_EXERCISE GOAL_
Every line of the records that contains "shift" should be tallied, and only the resulting number returned.

EXERCISE INPUT START

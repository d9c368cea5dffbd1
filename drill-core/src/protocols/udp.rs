//! Headers for the [User Datagram
//! Protocol](https://www.ietf.org/rfc/rfc768.txt).

mod udp_parsing;
pub use udp_parsing::{BuildHeaderError, ParseError, UdpHeader};
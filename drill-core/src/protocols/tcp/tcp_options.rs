use super::ParseError;
use crate::protocols::utility::{padded_to_word, BytesExt};
use std::fmt::{self, Display};

const KIND_END_OF_LIST: u8 = 0;
const KIND_NO_OP: u8 = 1;
const KIND_MSS: u8 = 2;
const KIND_WINDOW_SCALE: u8 = 3;
const KIND_SACK_PERMITTED: u8 = 4;
const KIND_SACK: u8 = 5;
const KIND_TIMESTAMP: u8 = 8;

/// A single TCP header option, RFC 9293 s3.2 plus the RFC 7323 and RFC 2018
/// extensions.
#[derive(Debug, Clone, PartialEq, Eq, Hash)]
pub enum TcpOption {
    EndOfList,
    NoOp,
    MaxSegmentSize(u16),
    WindowScale(u8),
    SackPermitted,
    /// Left and right edges of each selectively acknowledged block
    Sack(Vec<(u32, u32)>),
    Timestamp { val: u32, ecr: u32 },
    Unknown { kind: u8, data: Vec<u8> },
}

impl TcpOption {
    pub fn kind(&self) -> u8 {
        match self {
            Self::EndOfList => KIND_END_OF_LIST,
            Self::NoOp => KIND_NO_OP,
            Self::MaxSegmentSize(_) => KIND_MSS,
            Self::WindowScale(_) => KIND_WINDOW_SCALE,
            Self::SackPermitted => KIND_SACK_PERMITTED,
            Self::Sack(_) => KIND_SACK,
            Self::Timestamp { .. } => KIND_TIMESTAMP,
            Self::Unknown { kind, .. } => *kind,
        }
    }

    /// The number of bytes the option occupies on the wire.
    pub fn wire_length(&self) -> usize {
        match self {
            Self::EndOfList | Self::NoOp => 1,
            Self::MaxSegmentSize(_) => 4,
            Self::WindowScale(_) => 3,
            Self::SackPermitted => 2,
            Self::Sack(blocks) => 2 + 8 * blocks.len(),
            Self::Timestamp { .. } => 10,
            Self::Unknown { data, .. } => 2 + data.len(),
        }
    }

    fn serialize_into(&self, out: &mut Vec<u8>) {
        match self {
            Self::EndOfList | Self::NoOp => out.push(self.kind()),
            Self::MaxSegmentSize(mss) => {
                out.extend_from_slice(&[KIND_MSS, 4]);
                out.extend_from_slice(&mss.to_be_bytes());
            }
            Self::WindowScale(shift) => out.extend_from_slice(&[KIND_WINDOW_SCALE, 3, *shift]),
            Self::SackPermitted => out.extend_from_slice(&[KIND_SACK_PERMITTED, 2]),
            Self::Sack(blocks) => {
                out.extend_from_slice(&[KIND_SACK, self.wire_length() as u8]);
                for (left, right) in blocks {
                    out.extend_from_slice(&left.to_be_bytes());
                    out.extend_from_slice(&right.to_be_bytes());
                }
            }
            Self::Timestamp { val, ecr } => {
                out.extend_from_slice(&[KIND_TIMESTAMP, 10]);
                out.extend_from_slice(&val.to_be_bytes());
                out.extend_from_slice(&ecr.to_be_bytes());
            }
            Self::Unknown { kind, data } => {
                out.extend_from_slice(&[*kind, self.wire_length() as u8]);
                out.extend_from_slice(data);
            }
        }
    }
}

impl Display for TcpOption {
    fn fmt(&self, f: &mut fmt::Formatter<'_>) -> fmt::Result {
        match self {
            Self::EndOfList => write!(f, "eol"),
            Self::NoOp => write!(f, "nop"),
            Self::MaxSegmentSize(mss) => write!(f, "mss {mss}"),
            Self::WindowScale(shift) => write!(f, "wscale {shift}"),
            Self::SackPermitted => write!(f, "sackOK"),
            Self::Sack(blocks) => {
                write!(f, "sack")?;
                for (left, right) in blocks {
                    write!(f, " {left}:{right}")?;
                }
                Ok(())
            }
            Self::Timestamp { val, ecr } => write!(f, "TS val {val} ecr {ecr}"),
            Self::Unknown { kind, data } => write!(f, "kind {kind} ({} bytes)", data.len()),
        }
    }
}

/// Serializes options and pads them with zeros to a whole number of words.
pub fn serialize_options(options: &[TcpOption]) -> Vec<u8> {
    let mut out = Vec::new();
    for option in options {
        option.serialize_into(&mut out);
    }
    out.resize(padded_to_word(out.len()), 0);
    out
}

/// Decodes the option area of a TCP header. Anything after an end-of-list
/// option is padding.
pub fn parse_options(bytes: &[u8]) -> Result<Vec<TcpOption>, ParseError> {
    let mut options = Vec::new();
    let mut iter = bytes.iter().cloned();
    while let Some(kind) = iter.next_u8() {
        let option = match kind {
            KIND_END_OF_LIST => {
                options.push(TcpOption::EndOfList);
                break;
            }
            KIND_NO_OP => TcpOption::NoOp,
            kind => {
                let length = iter.next_u8().ok_or(ParseError::OptionTooShort)? as usize;
                if length < 2 {
                    Err(ParseError::InvalidOptionLength { kind, length })?
                }
                let data = iter.next_vec(length - 2).ok_or(ParseError::OptionTooShort)?;
                let mut body = data.iter().cloned();
                let bad_length = ParseError::InvalidOptionLength { kind, length };
                match (kind, length) {
                    (KIND_MSS, 4) => TcpOption::MaxSegmentSize(body.next_u16_be().ok_or(bad_length)?),
                    (KIND_WINDOW_SCALE, 3) => TcpOption::WindowScale(body.next_u8().ok_or(bad_length)?),
                    (KIND_SACK_PERMITTED, 2) => TcpOption::SackPermitted,
                    (KIND_SACK, length) if length % 8 == 2 => {
                        let mut blocks = Vec::with_capacity(length / 8);
                        while let (Some(left), Some(right)) = (body.next_u32_be(), body.next_u32_be()) {
                            blocks.push((left, right));
                        }
                        TcpOption::Sack(blocks)
                    }
                    (KIND_TIMESTAMP, 10) => TcpOption::Timestamp {
                        val: body.next_u32_be().ok_or(bad_length)?,
                        ecr: body.next_u32_be().ok_or(bad_length)?,
                    },
                    (KIND_MSS | KIND_WINDOW_SCALE | KIND_SACK_PERMITTED | KIND_SACK | KIND_TIMESTAMP, _) => {
                        Err(bad_length)?
                    }
                    (kind, _) => TcpOption::Unknown {
                        kind,
                        data: data.clone(),
                    },
                }
            }
        };
        options.push(option);
    }
    Ok(options)
}

#[cfg(test)]
mod tests {
    use super::*;

    #[test]
    fn option_lengths() {
        assert_eq!(TcpOption::NoOp.wire_length(), 1);
        assert_eq!(TcpOption::EndOfList.wire_length(), 1);
        assert_eq!(TcpOption::MaxSegmentSize(1460).wire_length(), 4);
        assert_eq!(TcpOption::WindowScale(7).wire_length(), 3);
        assert_eq!(TcpOption::SackPermitted.wire_length(), 2);
        assert_eq!(TcpOption::Timestamp { val: 1, ecr: 2 }.wire_length(), 10);
        assert_eq!(TcpOption::Sack(vec![(1, 2), (3, 4)]).wire_length(), 18);
    }

    #[test]
    fn syn_options_are_padded() {
        let options = vec![
            TcpOption::MaxSegmentSize(1460),
            TcpOption::SackPermitted,
            TcpOption::NoOp,
            TcpOption::WindowScale(7),
        ];
        let bytes = serialize_options(&options);
        assert_eq!(bytes, [2, 4, 0x05, 0xb4, 4, 2, 1, 3, 3, 7, 0, 0]);
        let parsed = parse_options(&bytes).unwrap();
        assert_eq!(&parsed[..4], &options[..]);
        assert_eq!(parsed[4], TcpOption::EndOfList);
    }

    #[test]
    fn decodes_sack_and_timestamp() {
        let options = vec![
            TcpOption::NoOp,
            TcpOption::NoOp,
            TcpOption::Timestamp { val: 100, ecr: 7 },
            TcpOption::NoOp,
            TcpOption::NoOp,
            TcpOption::Sack(vec![(1000, 2000)]),
        ];
        let bytes = serialize_options(&options);
        assert_eq!(bytes.len(), 24);
        assert_eq!(parse_options(&bytes).unwrap(), options);
    }

    #[test]
    fn rejects_bad_mss_length() {
        assert_eq!(
            parse_options(&[2, 3, 0, 0]),
            Err(ParseError::InvalidOptionLength { kind: 2, length: 3 })
        );
        assert_eq!(parse_options(&[8, 10, 0]), Err(ParseError::OptionTooShort));
    }

    #[test]
    fn keeps_unknown_options() {
        let parsed = parse_options(&[30, 4, 0xab, 0xcd]).unwrap();
        assert_eq!(
            parsed,
            vec![TcpOption::Unknown {
                kind: 30,
                data: vec![0xab, 0xcd]
            }]
        );
    }
}
//! Input loading: edge lists from Parquet, groupings from JSON

pub mod groups;
pub mod parquet;

pub use groups::load_groups;
pub use parquet::load_edge_list;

EXERCISE INPUT END

_EXERCISE SOLUTION_
2